Intussen is het feit symptomatisch. Dat bewijst de geweldige bijval die het boek van Charles kreeg. Elseviers Weekblad vatte zijn commentaar er op
| |
| |
samen in drie woorden: ‘Een straatjongen scheldt.’ De overige critici zijn respectievelijk van oordeel dat Charles een boeiend, bijzonder sterk, beklemmend, verblijdend, diep, rijk, verheffend, hartstochtelijk boek heeft geschreven.
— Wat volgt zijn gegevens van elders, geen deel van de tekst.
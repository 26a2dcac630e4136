//! JSON Schema validation for engine configuration.
//!
//! Configs are validated against schema/engine-config.schema.json before
//! they are deserialized.

use std::sync::OnceLock;

const ENGINE_CONFIG_SCHEMA: &str = include_str!("../../../../schema/engine-config.schema.json");

static VALIDATOR: OnceLock<Result<jsonschema::Validator, String>> = OnceLock::new();

fn compile_schema() -> Result<jsonschema::Validator, String> {
    let schema: serde_json::Value = serde_json::from_str(ENGINE_CONFIG_SCHEMA)
        .map_err(|e| format!("Embedded config schema is not valid JSON: {}", e))?;

    jsonschema::options()
        .build(&schema)
        .map_err(|e| format!("Embedded config schema does not compile: {}", e))
}

/// Validate a config JSON value against the schema.
///
/// Returns every violation found, formatted with its instance path. A
/// schema that fails to load is reported as a single violation.
pub fn validate_config_schema(config_json: &serde_json::Value) -> Result<(), Vec<String>> {
    let validator = VALIDATOR
        .get_or_init(compile_schema)
        .as_ref()
        .map_err(|e| vec![e.clone()])?;

    let errors: Vec<String> = validator
        .iter_errors(config_json)
        .map(|e| format!("{} at {}", e, e.instance_path))
        .collect();

    if errors.is_empty() {
        Ok(())
    } else {
        Err(errors)
    }
}

#[cfg(test)]
mod tests {
    use super::*;

    fn minimal() -> serde_json::Value {
        serde_json::json!({
            "pattern_set": {
                "version": "1",
                "phrases": [
                    { "id": "EN1", "language": "en", "pattern": "suicide" }
                ]
            },
            "instruments": {
                "phq9": {
                    "name": "PHQ-9",
                    "questions": ["Feeling down, depressed, or hopeless"],
                    "thresholds": { "low": 0, "moderate": 10, "high": 15 }
                },
                "gad7": {
                    "name": "GAD-7",
                    "questions": ["Trouble relaxing"]
                }
            }
        })
    }

    #[test]
    fn test_embedded_schema_compiles() {
        assert!(compile_schema().is_ok());
    }

    #[test]
    fn test_minimal_config_passes() {
        assert!(validate_config_schema(&minimal()).is_ok());
    }

    #[test]
    fn test_unknown_instrument_fails() {
        let mut value = minimal();
        value["instruments"]["bdi2"] = serde_json::json!({
            "name": "BDI-II",
            "questions": ["Sadness"]
        });
        assert!(validate_config_schema(&value).is_err());
    }

    #[test]
    fn test_missing_threshold_level_fails() {
        let mut value = minimal();
        value["instruments"]["phq9"]["thresholds"] = serde_json::json!({ "low": 0, "high": 15 });
        assert!(validate_config_schema(&value).is_err());
    }

    #[test]
    fn test_non_integer_cutoff_fails() {
        let mut value = minimal();
        value["instruments"]["phq9"]["thresholds"]["moderate"] = serde_json::json!(9.5);
        assert!(validate_config_schema(&value).is_err());
    }

    #[test]
    fn test_phrase_requires_pattern() {
        let mut value = minimal();
        value["pattern_set"]["phrases"][0] = serde_json::json!({ "id": "EN1", "language": "en" });
        let errors = validate_config_schema(&value).unwrap_err();
        assert!(errors.iter().any(|e| e.contains("/pattern_set/phrases/0")));
    }
}
//! Intake flow: one conversational turn at a time.
//!
//! Every message goes through the crisis detector first. A match ends the
//! turn with the crisis message and a `stop` action; the responder is never
//! called and no routing happens. Otherwise the responder produces the reply,
//! bounded by the configured timeout, with a neutral fallback on failure.

use serde::{Deserialize, Serialize};
use std::sync::Arc;

use triage_core::{
    lookup_or_default, BuiltinResources, Bucket, CountryResource, Engine, EngineConfig,
    Explanation, ResourceDirectory, ResourceLookup, RoutingDecision, ScoreResponse, ScoreTotals,
    TriageError,
};

use crate::audit::{AuditEvent, AuditRecord};
use crate::config::RuntimeConfig;
use crate::responder::{responder_from_config, MessageReply, NextAction, Responder, ResponderError};
use crate::RuntimeError;

const CRISIS_INTENT: &str = "crisis";
const FALLBACK_INTENT: &str = "fallback";
const FALLBACK_MESSAGE: &str =
    "Thank you for sharing. You can keep telling me more, or continue with the questionnaire.";

/// Result of handling one message.
#[derive(Debug, Clone, PartialEq)]
pub struct IntakeOutcome {
    pub reply: MessageReply,
    pub crisis: bool,
    pub audit: AuditRecord,
}

/// Routing result as returned to the caller.
#[derive(Debug, Clone, PartialEq, Serialize, Deserialize)]
pub struct RouteReply {
    pub bucket: Bucket,
    pub recommendation: String,
    pub scores: ScoreTotals,
    pub crisis: bool,
    pub explanation: Explanation,
}

impl From<RoutingDecision> for RouteReply {
    fn from(decision: RoutingDecision) -> Self {
        Self {
            bucket: decision.bucket,
            recommendation: decision.recommendation,
            scores: decision.scores,
            crisis: false,
            explanation: decision.explanation,
        }
    }
}

/// The intake flow wires the engine, a responder and a resource source.
pub struct IntakeFlow {
    engine: Arc<Engine>,
    responder: Arc<dyn Responder>,
    resources: Arc<dyn ResourceLookup>,
    config: RuntimeConfig,
}

impl IntakeFlow {
    pub fn new(
        engine: Arc<Engine>,
        responder: Arc<dyn Responder>,
        resources: Arc<dyn ResourceLookup>,
        config: RuntimeConfig,
    ) -> Self {
        Self {
            engine,
            responder,
            resources,
            config,
        }
    }

    pub fn engine(&self) -> &Engine {
        &self.engine
    }

    /// Resource record for `country` (or the configured default country).
    /// Never fails. May read files; async callers use the blocking pool.
    pub fn resources_for(&self, country: Option<&str>) -> CountryResource {
        let country = country.unwrap_or(&self.config.default_country);
        lookup_or_default(self.resources.as_ref(), country)
    }

    /// [`Self::resources_for`], run on the blocking pool.
    async fn lookup_resource(&self, country: Option<&str>) -> CountryResource {
        let country = country.unwrap_or(&self.config.default_country).to_string();
        let resources = Arc::clone(&self.resources);

        match tokio::task::spawn_blocking(move || lookup_or_default(resources.as_ref(), &country))
            .await
        {
            Ok(resource) => resource,
            Err(e) => {
                tracing::warn!(error = %e, "Resource lookup task failed, using built-in default");
                CountryResource::default()
            }
        }
    }

    /// Handle one free-text message.
    ///
    /// # Execution Flow
    /// 1. Crisis check (deterministic, always first)
    /// 2. On a match: crisis message, `stop` action, `crisis_override` audit
    /// 3. Otherwise: responder under timeout, `llm_called` audit
    /// 4. On responder failure: fallback reply, `responder_fallback` audit
    pub async fn handle_message(&self, text: &str, country: Option<&str>) -> IntakeOutcome {
        if let Some(found) = self.engine.crisis_match(text) {
            let resource = self.lookup_resource(country).await;
            tracing::info!(phrase_id = %found.phrase_id, "Crisis override, skipping responder");

            return IntakeOutcome {
                reply: MessageReply {
                    intent: CRISIS_INTENT.to_string(),
                    user_message: self.engine.format_crisis_response(&resource),
                    extracted_entities: serde_json::json!({}),
                    next_action: NextAction::stop(),
                },
                crisis: true,
                audit: AuditRecord::from_serializable(AuditEvent::CrisisOverride, &found),
            };
        }

        match self.generate(text).await {
            Ok(reply) => {
                let audit = AuditRecord::from_serializable(AuditEvent::LlmCalled, &reply);
                IntakeOutcome {
                    reply,
                    crisis: false,
                    audit,
                }
            }
            Err(e) => {
                tracing::warn!(
                    responder = self.responder.name(),
                    error = %e,
                    "Responder failed, using fallback reply"
                );
                IntakeOutcome {
                    reply: fallback_reply(),
                    crisis: false,
                    audit: AuditRecord::new(
                        AuditEvent::ResponderFallback,
                        serde_json::json!({
                            "responder": self.responder.name(),
                            "error": e.to_string(),
                        }),
                    ),
                }
            }
        }
    }

    async fn generate(&self, text: &str) -> Result<MessageReply, ResponderError> {
        let timeout = self.config.responder_timeout;
        match tokio::time::timeout(timeout, self.responder.generate(text)).await {
            Ok(result) => result,
            Err(_) => Err(ResponderError::Timeout(timeout)),
        }
    }

    /// Route recorded questionnaire answers.
    pub fn route(&self, responses: &[ScoreResponse], age_band: &str) -> (RouteReply, AuditRecord) {
        let decision = self.engine.route_responses(responses, age_band);
        let audit = AuditRecord::from_serializable(AuditEvent::Routing, &decision);
        (RouteReply::from(decision), audit)
    }
}

fn fallback_reply() -> MessageReply {
    MessageReply {
        intent: FALLBACK_INTENT.to_string(),
        user_message: FALLBACK_MESSAGE.to_string(),
        extracted_entities: serde_json::json!({}),
        next_action: NextAction::continue_(),
    }
}

/// Builder for IntakeFlow.
pub struct IntakeFlowBuilder {
    engine: Option<Arc<Engine>>,
    responder: Option<Arc<dyn Responder>>,
    resources: Option<Arc<dyn ResourceLookup>>,
    config: RuntimeConfig,
}

impl IntakeFlowBuilder {
    pub fn new() -> Self {
        Self {
            engine: None,
            responder: None,
            resources: None,
            config: RuntimeConfig::default(),
        }
    }

    pub fn engine(mut self, engine: Arc<Engine>) -> Self {
        self.engine = Some(engine);
        self
    }

    pub fn responder(mut self, responder: Arc<dyn Responder>) -> Self {
        self.responder = Some(responder);
        self
    }

    pub fn resources(mut self, resources: Arc<dyn ResourceLookup>) -> Self {
        self.resources = Some(resources);
        self
    }

    pub fn config(mut self, config: RuntimeConfig) -> Self {
        self.config = config;
        self
    }

    /// Build the flow, filling unset parts from the configuration.
    pub fn build(self) -> Result<IntakeFlow, RuntimeError> {
        let engine = match self.engine {
            Some(engine) => engine,
            None => Arc::new(Engine::new(EngineConfig::default()).map_err(TriageError::from)?),
        };

        let responder = match self.responder {
            Some(responder) => responder,
            None => responder_from_config(&self.config)?,
        };

        let resources: Arc<dyn ResourceLookup> = match (self.resources, &self.config.resources_dir) {
            (Some(resources), _) => resources,
            (None, Some(dir)) => Arc::new(ResourceDirectory::new(dir)),
            (None, None) => Arc::new(BuiltinResources),
        };

        Ok(IntakeFlow::new(engine, responder, resources, self.config))
    }
}

impl Default for IntakeFlowBuilder {
    fn default() -> Self {
        Self::new()
    }
}
//! Conversation responder trait and the fixed-response implementation.
//!
//! The responder stands in for a language model. It only runs for messages
//! the crisis detector has already cleared.

use async_trait::async_trait;
use serde::{Deserialize, Serialize};
use std::sync::Arc;
use std::time::Duration;
use thiserror::Error;

use crate::config::RuntimeConfig;
use crate::RuntimeError;

/// Errors from responders.
#[derive(Error, Debug)]
pub enum ResponderError {
    #[error("Responder call failed: {0}")]
    Failed(String),

    #[error("Timeout after {0:?}")]
    Timeout(Duration),
}

/// What the caller should do after a reply.
#[derive(Debug, Clone, Copy, PartialEq, Eq, Serialize, Deserialize)]
#[serde(rename_all = "snake_case")]
pub enum ActionKind {
    /// Keep the conversation going
    Continue,
    /// End the conversational flow (crisis)
    Stop,
}

#[derive(Debug, Clone, PartialEq, Serialize, Deserialize)]
pub struct NextAction {
    #[serde(rename = "type")]
    pub kind: ActionKind,

    #[serde(default = "empty_object")]
    pub payload: serde_json::Value,
}

fn empty_object() -> serde_json::Value {
    serde_json::Value::Object(serde_json::Map::new())
}

impl NextAction {
    pub fn continue_() -> Self {
        Self {
            kind: ActionKind::Continue,
            payload: empty_object(),
        }
    }

    pub fn stop() -> Self {
        Self {
            kind: ActionKind::Stop,
            payload: empty_object(),
        }
    }
}

/// Structured reply to one intake message.
#[derive(Debug, Clone, PartialEq, Serialize, Deserialize)]
pub struct MessageReply {
    pub intent: String,
    pub user_message: String,

    #[serde(default = "empty_object")]
    pub extracted_entities: serde_json::Value,

    pub next_action: NextAction,
}

/// Produces replies for non-crisis messages.
#[async_trait]
pub trait Responder: Send + Sync {
    /// Name used in logs and audit records.
    fn name(&self) -> &str;

    async fn generate(&self, message: &str) -> Result<MessageReply, ResponderError>;
}

const SUMMARY_MESSAGE: &str =
    "Thank you for sharing. Here is a brief neutral summary of what you mentioned.";

/// Returns the same neutral summary for every message.
#[derive(Debug, Clone, Copy, Default)]
pub struct MockResponder;

#[async_trait]
impl Responder for MockResponder {
    fn name(&self) -> &str {
        "mock"
    }

    async fn generate(&self, _message: &str) -> Result<MessageReply, ResponderError> {
        Ok(MessageReply {
            intent: "summary".to_string(),
            user_message: SUMMARY_MESSAGE.to_string(),
            extracted_entities: empty_object(),
            next_action: NextAction::continue_(),
        })
    }
}

/// Pick the responder the configuration asks for.
///
/// Only the fixed-response responder exists; anything else is a
/// configuration error.
pub fn responder_from_config(config: &RuntimeConfig) -> Result<Arc<dyn Responder>, RuntimeError> {
    if config.mock_responder {
        Ok(Arc::new(MockResponder))
    } else {
        Err(RuntimeError::ResponderNotConfigured)
    }
}

#[cfg(test)]
mod tests {
    use super::*;

    #[tokio::test]
    async fn test_mock_reply_shape() {
        let reply = MockResponder.generate("hello").await.unwrap();
        let json = serde_json::to_value(&reply).unwrap();

        assert_eq!(
            json,
            serde_json::json!({
                "intent": "summary",
                "user_message": SUMMARY_MESSAGE,
                "extracted_entities": {},
                "next_action": { "type": "continue", "payload": {} }
            })
        );
    }

    #[test]
    fn test_responder_from_config() {
        let responder = responder_from_config(&RuntimeConfig::default()).unwrap();
        assert_eq!(responder.name(), "mock");

        let disabled = RuntimeConfig {
            mock_responder: false,
            ..RuntimeConfig::default()
        };
        assert!(matches!(
            responder_from_config(&disabled),
            Err(RuntimeError::ResponderNotConfigured)
        ));
    }
}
Volg het spoor terug is een chaotisch boek, verdeeld in 23 titelloze hoofdstukken. Het is geen roman, het heeft nog het meeste weg van een essay = poging. Het poogt een spoor terug te volgen, het spoor dat geleid heeft tot oorlog en misdaad, de wreedheid van SS-ers en de leugen van algemeen aanvaarde waarheden. De oorlog is een situatie geweest die uit een andere situatie - ongeveer noodzakelijk - voortkwam. Het was een gruwelijke verschrikking die voortkwam uit situaties waarvan we het gruwelijke niet onderkenden. Wil men voorkomen dat alles zich herhalen zal, dan moet de verschrikking bestudeerd vanaf haar geboorte, ja, vanaf het uur dat ze verwekt werd.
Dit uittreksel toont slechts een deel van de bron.